6 de março de 2021

A Quinta da Belida

 



Quando vamos de Porto da Lage para o Paço da Comenda, por aquela que agora é pomposa e oficialmente chamada de Estrada Real, deparamo-nos, imediatamente antes da pronunciada curva à esquerda, com uma pequena casa à beira da estrada, casa antiga mas com aparência muito alegre, recentemente restaurada com gosto, que exibe num canto da fachada uma lápide onde se lê “Quinta da Belida”.

Por que razão lá está a lápide não sei, como também não sei se antes dos arranjos ocorridos na velha casa, que conheci em ruínas, já lá estaria. Aquela não é uma casa de quinta nem por ali existe quinta alguma. Mas o nome não é de todo descabido se atendermos à memória do lugar. Talvez os donos tenham querido, denominando-a assim, fazer perdurar na sua vivenda um nome que foi referência durante séculos por estas bandas, ainda ecoa na memória dos locais e cuja localização se situava por ali, por onde fica aquela casinha.

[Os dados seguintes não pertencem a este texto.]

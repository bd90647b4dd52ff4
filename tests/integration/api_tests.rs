//! API integration tests for the generation pipeline and result sharing.
//!
//! Tests verify:
//! - Upload acceptance and rejection
//! - Generation success, quota exhaustion and failure mapping
//! - Result lookup, share pages and blob serving
//! - HTTP response codes and headers

use std::sync::Arc;

use axum::body::Body;
use axum::http::{header, Request, StatusCode};
use http_body_util::BodyExt;
use serde_json::Value;
use tower::ServiceExt;

use festive_photo::{ImageData, PhotoResult};

use super::test_utils::{
    create_test_jpeg, dimensions_of, generate_request, get_request, json_request, multipart_body,
    test_app, test_app_with_counter, upload_request, UnreachableCounter, TEST_PUBLIC_URL,
};

async fn json_body(response: axum::response::Response) -> Value {
    let body = response.into_body().collect().await.unwrap().to_bytes();
    serde_json::from_slice(&body).unwrap()
}

async fn text_body(response: axum::response::Response) -> String {
    let body = response.into_body().collect().await.unwrap().to_bytes();
    String::from_utf8(body.to_vec()).unwrap()
}

// =============================================================================
// Health
// =============================================================================

#[tokio::test]
async fn test_health_endpoint() {
    let app = test_app(2);

    let response = app.router.oneshot(get_request("/health")).await.unwrap();

    assert_eq!(response.status(), StatusCode::OK);
    let json = json_body(response).await;
    assert_eq!(json["status"], "healthy");
    assert!(json["version"].is_string());
}

// =============================================================================
// Upload
// =============================================================================

#[tokio::test]
async fn test_upload_returns_base64() {
    let app = test_app(2);
    let jpeg = create_test_jpeg(32, 16);
    let body = multipart_body("image", "tree.jpg", "image/jpeg", &jpeg);

    let response = app.router.oneshot(upload_request(body)).await.unwrap();

    assert_eq!(response.status(), StatusCode::OK);
    let json = json_body(response).await;
    assert_eq!(json["mimeType"], "image/jpeg");
    assert_eq!(json["name"], "tree.jpg");
    assert_eq!(json["size"], jpeg.len());

    let decoded = ImageData::from_base64(json["data"].as_str().unwrap(), "image/jpeg").unwrap();
    assert_eq!(decoded.data.as_ref(), jpeg.as_slice());
}

#[tokio::test]
async fn test_upload_rejects_non_image() {
    let app = test_app(2);
    let body = multipart_body("image", "notes.txt", "text/plain", b"hello");

    let response = app.router.oneshot(upload_request(body)).await.unwrap();

    assert_eq!(response.status(), StatusCode::BAD_REQUEST);
    let json = json_body(response).await;
    assert_eq!(json["error"], "invalid_request");
    assert_eq!(json["message"], "File must be an image");
}

#[tokio::test]
async fn test_upload_without_image_field() {
    let app = test_app(2);
    let body = multipart_body("attachment", "tree.jpg", "image/jpeg", b"\xFF\xD8\xFF");

    let response = app.router.oneshot(upload_request(body)).await.unwrap();

    assert_eq!(response.status(), StatusCode::BAD_REQUEST);
    let json = json_body(response).await;
    assert_eq!(json["message"], "No file uploaded");
}

#[tokio::test]
async fn test_upload_too_large() {
    let app = test_app(2);
    let oversized = vec![0u8; 3 * 1024 * 1024 + 1];
    let body = multipart_body("image", "huge.jpg", "image/jpeg", &oversized);

    let response = app.router.oneshot(upload_request(body)).await.unwrap();

    assert_eq!(response.status(), StatusCode::BAD_REQUEST);
    let json = json_body(response).await;
    assert!(json["message"].as_str().unwrap().contains("too large"));
}

// =============================================================================
// Generation
// =============================================================================

#[tokio::test]
async fn test_generate_success() {
    let app = test_app(2);
    let jpeg = create_test_jpeg(2000, 1000);

    let response = app
        .router
        .clone()
        .oneshot(generate_request("203.0.113.7", &jpeg, Some("add snow")))
        .await
        .unwrap();

    assert_eq!(response.status(), StatusCode::OK);
    let json = json_body(response).await;

    assert_eq!(json["rateLimitInfo"]["success"], true);
    assert_eq!(json["rateLimitInfo"]["remaining"], 1);
    assert_eq!(json["rateLimitInfo"]["limit"], 2);
    assert!(json.get("error").is_none());

    let generated = ImageData::from_data_url(json["imageData"].as_str().unwrap()).unwrap();
    assert_eq!(generated.media_type, "image/png");
    assert_eq!(generated.data.as_ref(), app.backend.output());
    assert_eq!(app.backend.calls(), 1);

    let result: PhotoResult = serde_json::from_value(json["photoResult"].clone()).unwrap();
    assert_eq!(result.id.len(), 10);
    assert_eq!(
        result.original_url,
        format!("{}/blobs/christmas/{}/original", TEST_PUBLIC_URL, result.id)
    );

    // The stored original is the normalized upload
    let (original, content_type) = app.blobs.get_by_url(&result.original_url).await.unwrap();
    assert_eq!(content_type, "image/jpeg");
    assert_eq!(dimensions_of(&original), (1024, 512));
}

#[tokio::test]
async fn test_generate_quota_exhausted() {
    let app = test_app(2);
    let jpeg = create_test_jpeg(64, 64);

    for expected_remaining in [1, 0] {
        let response = app
            .router
            .clone()
            .oneshot(generate_request("198.51.100.1", &jpeg, None))
            .await
            .unwrap();
        assert_eq!(response.status(), StatusCode::OK);
        let json = json_body(response).await;
        assert_eq!(json["rateLimitInfo"]["remaining"], expected_remaining);
    }

    let response = app
        .router
        .clone()
        .oneshot(generate_request("198.51.100.1", &jpeg, None))
        .await
        .unwrap();

    assert_eq!(response.status(), StatusCode::TOO_MANY_REQUESTS);
    let retry_after: u64 = response
        .headers()
        .get(header::RETRY_AFTER)
        .unwrap()
        .to_str()
        .unwrap()
        .parse()
        .unwrap();
    assert!(retry_after > 0 && retry_after <= 24 * 60 * 60);

    let json = json_body(response).await;
    assert!(json["imageData"].is_null());
    assert_eq!(json["rateLimitInfo"]["success"], false);
    assert_eq!(json["rateLimitInfo"]["remaining"], 0);
    assert!(json["error"]
        .as_str()
        .unwrap()
        .starts_with("You've reached the daily limit of 2 images"));

    // The model was never called for the rejected request
    assert_eq!(app.backend.calls(), 2);
}

#[tokio::test]
async fn test_generate_quota_is_per_client() {
    let app = test_app(1);
    let jpeg = create_test_jpeg(64, 64);

    let first = app
        .router
        .clone()
        .oneshot(generate_request("10.0.0.1", &jpeg, None))
        .await
        .unwrap();
    assert_eq!(first.status(), StatusCode::OK);

    let other = app
        .router
        .clone()
        .oneshot(generate_request("10.0.0.2", &jpeg, None))
        .await
        .unwrap();
    assert_eq!(other.status(), StatusCode::OK);

    let again = app
        .router
        .oneshot(generate_request("10.0.0.1", &jpeg, None))
        .await
        .unwrap();
    assert_eq!(again.status(), StatusCode::TOO_MANY_REQUESTS);
}

#[tokio::test]
async fn test_generate_missing_image_does_not_consume_quota() {
    let app = test_app(2);

    let response = app
        .router
        .clone()
        .oneshot(json_request("192.0.2.9", serde_json::json!({ "prompt": "hi" })))
        .await
        .unwrap();

    assert_eq!(response.status(), StatusCode::BAD_REQUEST);
    let json = json_body(response).await;
    assert_eq!(json["error"], "No file uploaded");
    assert_eq!(json["rateLimitInfo"]["remaining"], 2);
    assert!(json["imageData"].is_null());
    assert_eq!(app.backend.calls(), 0);

    let quota = app
        .router
        .oneshot(
            Request::builder()
                .uri("/api/quota")
                .header("x-forwarded-for", "192.0.2.9")
                .body(Body::empty())
                .unwrap(),
        )
        .await
        .unwrap();
    let json = json_body(quota).await;
    assert_eq!(json["remaining"], 2);
}

#[tokio::test]
async fn test_generate_malformed_json() {
    let app = test_app(2);

    let request = Request::builder()
        .method("POST")
        .uri("/api/generate")
        .header(header::CONTENT_TYPE, "application/json")
        .body(Body::from("{not json"))
        .unwrap();

    let response = app.router.oneshot(request).await.unwrap();

    assert_eq!(response.status(), StatusCode::BAD_REQUEST);
    let json = json_body(response).await;
    assert!(json["error"]
        .as_str()
        .unwrap()
        .starts_with("Invalid request body"));
}

#[tokio::test]
async fn test_generate_rejects_wrong_media_type() {
    let app = test_app(2);
    let body = serde_json::json!({
        "image": { "data": "aGVsbG8=", "mimeType": "application/pdf" },
    });

    let response = app
        .router
        .oneshot(json_request("192.0.2.10", body))
        .await
        .unwrap();

    assert_eq!(response.status(), StatusCode::BAD_REQUEST);
    let json = json_body(response).await;
    assert_eq!(json["error"], "File must be an image");
}

#[tokio::test]
async fn test_generate_backend_failure() {
    let app = test_app(2);
    app.backend.set_failing(true);
    let jpeg = create_test_jpeg(64, 64);

    let response = app
        .router
        .clone()
        .oneshot(generate_request("192.0.2.11", &jpeg, None))
        .await
        .unwrap();

    assert_eq!(response.status(), StatusCode::BAD_GATEWAY);
    let json = json_body(response).await;
    assert_eq!(json["error"], "Failed to generate image. Please try again.");
    assert!(!json.to_string().contains("trace id"));
    assert!(json.get("photoResult").is_none());

    // The attempt still counts against the quota
    assert_eq!(json["rateLimitInfo"]["remaining"], 1);
    assert!(app.blobs.is_empty().await);
}

#[tokio::test]
async fn test_generate_rate_limiter_unavailable() {
    let app = test_app_with_counter(Arc::new(UnreachableCounter), 2);
    let jpeg = create_test_jpeg(64, 64);

    let response = app
        .router
        .oneshot(generate_request("192.0.2.12", &jpeg, None))
        .await
        .unwrap();

    assert_eq!(response.status(), StatusCode::SERVICE_UNAVAILABLE);
    let json = json_body(response).await;
    assert_eq!(json["rateLimitInfo"]["success"], false);
    assert_eq!(app.backend.calls(), 0);
}

#[tokio::test]
async fn test_anonymous_clients_share_a_bucket() {
    let app = test_app(1);
    let jpeg = create_test_jpeg(16, 16);
    let body = serde_json::json!({
        "image": { "data": ImageData::new(jpeg, "image/jpeg").to_base64(), "mimeType": "image/jpeg" },
    });

    let request = || {
        Request::builder()
            .method("POST")
            .uri("/api/generate")
            .header(header::CONTENT_TYPE, "application/json")
            .body(Body::from(body.to_string()))
            .unwrap()
    };

    let first = app.router.clone().oneshot(request()).await.unwrap();
    assert_eq!(first.status(), StatusCode::OK);

    let second = app.router.oneshot(request()).await.unwrap();
    assert_eq!(second.status(), StatusCode::TOO_MANY_REQUESTS);
}

// =============================================================================
// Quota
// =============================================================================

#[tokio::test]
async fn test_quota_endpoint() {
    let app = test_app(2);

    let response = app.router.oneshot(get_request("/api/quota")).await.unwrap();

    assert_eq!(response.status(), StatusCode::OK);
    let json = json_body(response).await;
    assert_eq!(json["success"], true);
    assert_eq!(json["remaining"], 2);
    assert_eq!(json["limit"], 2);
    assert!(json["reset"].as_u64().unwrap() > 0);
}

#[tokio::test]
async fn test_quota_endpoint_limiter_down() {
    let app = test_app_with_counter(Arc::new(UnreachableCounter), 2);

    let response = app.router.oneshot(get_request("/api/quota")).await.unwrap();

    assert_eq!(response.status(), StatusCode::SERVICE_UNAVAILABLE);
    let json = json_body(response).await;
    assert_eq!(json["error"], "rate_limiter_unavailable");
}

// =============================================================================
// Results and Sharing
// =============================================================================

async fn generate_one(app: &super::test_utils::TestApp) -> PhotoResult {
    let jpeg = create_test_jpeg(64, 48);
    let response = app
        .router
        .clone()
        .oneshot(generate_request("203.0.113.50", &jpeg, None))
        .await
        .unwrap();
    assert_eq!(response.status(), StatusCode::OK);
    let json = json_body(response).await;
    serde_json::from_value(json["photoResult"].clone()).unwrap()
}

#[tokio::test]
async fn test_result_lookup() {
    let app = test_app(2);
    let saved = generate_one(&app).await;

    let response = app
        .router
        .oneshot(get_request(&format!("/api/results/{}", saved.id)))
        .await
        .unwrap();

    assert_eq!(response.status(), StatusCode::OK);
    let json = json_body(response).await;
    let fetched: PhotoResult = serde_json::from_value(json).unwrap();
    assert_eq!(fetched, saved);
}

#[tokio::test]
async fn test_result_not_found() {
    let app = test_app(2);

    for uri in ["/api/results/AAAAAAAAAA", "/api/results/not-an-id!"] {
        let response = app.router.clone().oneshot(get_request(uri)).await.unwrap();
        assert_eq!(response.status(), StatusCode::NOT_FOUND);
        let json = json_body(response).await;
        assert_eq!(json["error"], "not_found");
    }
}

#[tokio::test]
async fn test_share_page() {
    let app = test_app(2);
    let saved = generate_one(&app).await;

    let response = app
        .router
        .oneshot(get_request(&format!("/result/{}", saved.id)))
        .await
        .unwrap();

    assert_eq!(response.status(), StatusCode::OK);
    assert!(response
        .headers()
        .get(header::CONTENT_TYPE)
        .unwrap()
        .to_str()
        .unwrap()
        .starts_with("text/html"));

    let html = text_body(response).await;
    assert!(html.contains(&format!(
        r#"<meta property="og:image" content="{}">"#,
        saved.generated_url
    )));
    assert!(html.contains(&format!("{}/result/{}", TEST_PUBLIC_URL, saved.id)));
    assert!(html.contains(&saved.original_url));
}

#[tokio::test]
async fn test_share_page_not_found() {
    let app = test_app(2);

    let response = app
        .router
        .oneshot(get_request("/result/AAAAAAAAAA"))
        .await
        .unwrap();

    assert_eq!(response.status(), StatusCode::NOT_FOUND);
    let html = text_body(response).await;
    assert!(html.contains("<html"));
}

#[tokio::test]
async fn test_blob_serving() {
    let app = test_app(2);
    let saved = generate_one(&app).await;
    let path = saved
        .generated_url
        .strip_prefix(TEST_PUBLIC_URL)
        .unwrap()
        .to_string();

    let response = app.router.clone().oneshot(get_request(&path)).await.unwrap();

    assert_eq!(response.status(), StatusCode::OK);
    assert_eq!(
        response.headers().get(header::CONTENT_TYPE).unwrap(),
        "image/png"
    );
    let body = response.into_body().collect().await.unwrap().to_bytes();
    assert_eq!(body.as_ref(), app.backend.output());

    let missing = app
        .router
        .oneshot(get_request("/blobs/christmas/nope/original"))
        .await
        .unwrap();
    assert_eq!(missing.status(), StatusCode::NOT_FOUND);
}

A quinta da Belida, se não oficialmente mas de certeza oficiosamente existiu como entidade  até ao inicio do sec.XX, pelo que não é nenhum impossível que os mais velhos a conheçam, pelo menos de ouvir falar. Há tempos, perguntei nos Gaios a uma habitante daí, que teria no máximo setenta anos, onde ficaria a Belida, ela levou-me até à berma da estrada que vai para Porto Mendo fez-me olhar para o vale que se estendia à nossa frente e, apontando cabeços, árvores e canaviais foi-me mostrando os limites e os campos que ficavam dentro da Belida. Noutra ocasião, um conhecido meu no Paço apresentou-me três mulheres sentadas numa das mesas da Associação local, uma delas a sua, três irmãs que, segundo me disse, “eram da quinta”, isto é, descendiam dos últimos habitantes da quinta da Belida. Estes dois casos são, quanto a mim, dois exemplos de como ela perdura ainda no quotidiano de muitos.

Mas se se sabe ainda identificar mais ou menos o seu território e alguns dos descendentes dos últimos proprietários, são vagos e incertos os elementos conhecidos sobre a  história da Belida. Conto, de seguida, o que consegui descobrir.

É conhecido que a Ordem dos Templários, como recompensa por ter ajudado o nosso primeiro rei na reconquista, deste recebera extensos domínios situados em torno da «linha do Tejo», com objetivo de defender e povoar aquele território, o que não era novo, pois já antes, em 1128, D. Teresa tinha doado à Ordem o Castelo de Soure e seus termos, procurando repovoar a região e defendê-la das investidas almorávidas.
O papel desta ordem, nos finais do sec. XII e durante o século XIII, foi, mais do que militar, o de colonizador, fundando e dinamizando centros rurais e urbanos, como é o caso de Tomar e seu termo, local onde, nestes dois séculos angariou considerável riqueza patrimonial, proveniente de compras e de doações particulares, cuja concentração permitiu a constituição de um monopólio no que se refere à administração e exploração de bens imóveis, o que lhe conferiu poder e prestígio com visíveis repercussões no futuro. O estabelececimento de Comendas foi uma forma de a Ordem incentivar o povoamento e fixação de povoações (que seriam de anteriores comunidades locais de origem moçárabe ou de colonos provenientes de fora?), em 1321 só para a região de Tomar são estabelecidas as Comendas de Pias, Prado, Beselga, Paul e Tomar. Nelas eram cultivados, pelos seus foreiros, diferentes produtos como vinha, oliveira, legumes, linho, cereal, e criados cavalos, vacas, porcos e galinhas que seriam, para além de consumo próprio, escoados para venda na vila.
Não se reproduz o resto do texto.